Banker Cats Guard the Cream…Again!  (It Just Gets Worse and Worse)

By Shlomo Maital  



And you thought the LIBOR-rigging case was scandalous, unbelievable?  Where major banks (not just Barclay’s) rigged the daily LIBOR figure, almost openly, to keep it low, to underestimate bank borrowing costs, to reassure capital markets and make balance sheets look better? (As one cartoonist put it:  Swindle and cheat, so that people will believe in the banks’ integrity). 

   Well try these two additional variations.

  • ·         HSBC, a major British bank, (Hong Kong and Shanghai Banking Corporation), world’s second largest bank, indeed world’s second largest public company, one that has come unscathed through the global crisis,  has now been caught guarding the cream rather badly.

An American Senate subcommittee found the following:  “The investigations found that HSBC, with its headquarters in London, allowed affiliates in countries such as Mexico, Saudi Arabia and Bangladesh to move billions of dollars in suspect funds into the US without adequate controls.  Besides, HSBC in 2009 authorised its affiliate to supply Indian rupees to Saudi Arabia’s Al Rajhi Bank, which, the report said, has links to financing terrorism.  The report also said that Al Rajhi Bank handled IIRO’s ( International Islamic Relief Organisation) “charitable contributions intended to benefit suicide bombers by directing Al Igatha Journal advertisements … in Somalia, Sri Lanka, India, and the Philippines.”

   Now – who actually tries to see that HSBC doesn’t help money-launderers, shipping an estimated $7 b. from Mexico to some really bad places?  Well, it’s….would you believe, HSBC itself? Its own compliance staff.   In fact, its employees in India, a kind of internal outsourcing.   With a huge backlog of transactions, the overworked Indian workers were swamped.  Could it be that HSBC knew this, organized it purposely to avoid excess scrutiny for highly profitable deals?   No, that couldn’t possibly be true.

 ●  Credit default swaps (not swaps at all, but ‘insurance’, called swaps to avoid regulation) are a huge multi-trillion dollar market, unregulated.  When nations can’t redeem their bonds, the CDS pays up, billions of euros or dollars.  Who decides that nations are in default?  Who decides that the banks get paid billions and billions in credit default insurance?   Well, it’s a shadowy body called the “Determinations Committee of the International Swaps and Derivatives Association”. And, who are they? Who are the members? 

  You guessed it.

  The major banks, and their traders and dealers.  They decided that Greece was in default, after the recent ‘haircut’ reducing Greek debt in return for EU cash.   It is not at all clear that this in fact was a default. 

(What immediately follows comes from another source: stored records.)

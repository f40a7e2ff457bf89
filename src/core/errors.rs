/*!
 * Error Types
 * Checked-accessor failures with thiserror, miette, and serde support
 *
 * Misses and duplicate keys are expected in normal operation and are reported
 * as `None` / `false` by the adapters. Only the checked accessors (`at`,
 * `for_each_range`) produce a `CollectionError`.
 */

use miette::Diagnostic;
use serde::{Deserialize, Serialize};
use thiserror::Error;

/// Result type for checked container operations
pub type CollectionResult<T> = Result<T, CollectionError>;

/// Container access errors with serialization support
#[derive(Error, Debug, Clone, Serialize, Deserialize, PartialEq, Eq, Diagnostic)]
#[serde(tag = "error_type", content = "details", rename_all = "snake_case")]
pub enum CollectionError {
    #[error("Index {index} out of range for length {len}")]
    #[diagnostic(
        code(collection::out_of_range),
        help("The container may have shrunk since its length was observed. Use `get` for a non-failing lookup.")
    )]
    OutOfRange { index: usize, len: usize },

    #[error("Range {start}..{end} invalid for length {len}")]
    #[diagnostic(
        code(collection::invalid_range),
        help("The range must satisfy start <= end <= len at the moment the shared lock is taken.")
    )]
    InvalidRange { start: usize, end: usize, len: usize },

    #[error("Key not found")]
    #[diagnostic(
        code(collection::key_not_found),
        help("Use `get` for a non-failing lookup, or `get_or_insert_default` to create the entry.")
    )]
    KeyNotFound,
}

impl CollectionError {
    /// Build an `OutOfRange` error for `index` against a container of `len` elements
    #[inline]
    pub fn out_of_range(index: usize, len: usize) -> Self {
        Self::OutOfRange { index, len }
    }

    /// Check a half-open range against a container length
    pub fn check_range(start: usize, end: usize, len: usize) -> CollectionResult<()> {
        if start <= end && end <= len {
            Ok(())
        } else {
            Err(Self::InvalidRange { start, end, len })
        }
    }
}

   The banks themselves decided if the banks should be paid the ‘insurance’. 

    There is nothing fundamentally wrong with capitalism. There is a great deal wrong with crony capitalism where the fat cats guard the cream.  This isn’t capitalism at all.  It’s simply corrupt.  And it is taking a very long time to clean the filthy stables, with no Hercules in sight.